Proactive Identification
We believe it is likely that the apparent success of our intervention resulted, in part, because we were proactive about early case-finding of patients with various characteristics that made the presence of CI likely. These included early readmission, comorbid conditions, and clinical characteristics (eg, being a “poor historian,” unexplained metabolic derangements). Because spontaneous identification of CI is extremely poor4,21,22 such proactive identification of at-risk patients is almost certainly a necessity for timely recognition, evaluation, and intervention. Early identification enables time to evaluate the patient, educate the patient and family, and plan efforts to avoid another medical crisis.
Return on Investment
The professional time required for our proposal is currently reimbursable under all insurance programs, including Medicare and Medicaid. If the intervention reduces readmissions on 100 patients from about 23% to 9% in the first month, we project savings of $151,200 (14 admissions avoided × 4.5 days/admission × $2400/day) in the first month alone (not to mention a significant improvement in quality of life, reduced medical crises and, perhaps, deaths), for a net expenditure of $33,500 (100 patients × $335/patient for in-patient psychiatric care and first month’s costs). Net savings in the first month then would be $117,700 to the payer. The net savings over longer periods can only be guessed at currently, but may prove substantial. Regardless of the net cost/savings, this intervention improves clinical outcomes for patients by decreasing potentially fatal medical crises. For the hospital, the cost of the system of care being provided is covered by billing for the psychological services rendered.

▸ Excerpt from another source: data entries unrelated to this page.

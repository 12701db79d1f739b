use std::sync::{Condvar, Mutex};

/// Level-triggered, coalescing wakeup for the supervisor loop.
///
/// Any number of `signal()` calls before the next `wait()` collapse into a
/// single wakeup — this is why a condition variable guarding a boolean flag
/// is used rather than a counting semaphore, which would instead accumulate
/// one wakeup per `signal()` and let the supervisor fall behind.
pub struct ActivitySignal {
    flag: Mutex<bool>,
    condvar: Condvar,
}

impl Default for ActivitySignal {
    fn default() -> Self {
        Self::new()
    }
}

impl ActivitySignal {
    pub fn new() -> Self {
        Self {
            flag: Mutex::new(false),
            condvar: Condvar::new(),
        }
    }

    /// Marks activity. Idempotent: calling this any number of times before
    /// the next `wait()` has the same effect as calling it once.
    pub fn signal(&self) {
        let mut flag = self.flag.lock().unwrap_or_else(|e| e.into_inner());
        *flag = true;
        self.condvar.notify_one();
    }

    /// Blocks until `signal()` has been called, then clears the flag so the
    /// next `wait()` blocks again until fresh activity arrives.
    pub fn wait(&self) {
        let mut flag = self.flag.lock().unwrap_or_else(|e| e.into_inner());
        while !*flag {
            flag = self
                .condvar
                .wait(flag)
                .unwrap_or_else(|e| e.into_inner());
        }
        *flag = false;
    }
}

#[cfg(test)]
mod tests {
    use super::*;
    use std::sync::Arc;
    use std::thread;
    use std::time::Duration;

    #[test]
    fn wait_blocks_until_signalled() {
        let signal = Arc::new(ActivitySignal::new());
        let waiter = signal.clone();
        let handle = thread::spawn(move || {
            waiter.wait();
        });

        thread::sleep(Duration::from_millis(50));
        assert!(!handle.is_finished());
        signal.signal();
        handle.join().expect("waiter thread panicked");
    }

    #[test]
    fn coalesces_multiple_signals() {
        let signal = ActivitySignal::new();
        signal.signal();
        signal.signal();
        signal.signal();
        // A single wait() drains all three into one wakeup.
        signal.wait();

        // The flag is now false again; a second wait would block, so we only
        // assert the first one returned promptly by reaching this point.
    }
}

Thus, the introduction of a health psychology service to a treatment team caring for CHF patients produces a higher “value” of care—better outcomes with reduced costs. We do not yet know whether other populations with high early readmission rates (eg, end-stage renal disease, chronic obstructive pulmonary disease) would display a similar increase in value. We suspect the prevalence rates of various behavioral factors affecting readmission may vary across medical populations.
We must note that the present study was not a randomly assigned, controlled clinical trial. Therefore, we cannot be certain that all known or unknown potential selection/historical confounds (eg, average age, active smokers, exercisers, psychiatric history, number and kind of comorbidities, substance abuse, sex ratios, educational level) were not different across our groupings in a manner that biased the results in favor (or against) our results. For funding agencies, such a trial should have the highest priority.
If evidence-based care of CHF patients that maximizes effectiveness, safety, and efficiency is the goal, enhanced recognition of cognitive impairment and more proactive management of adherence is a necessity.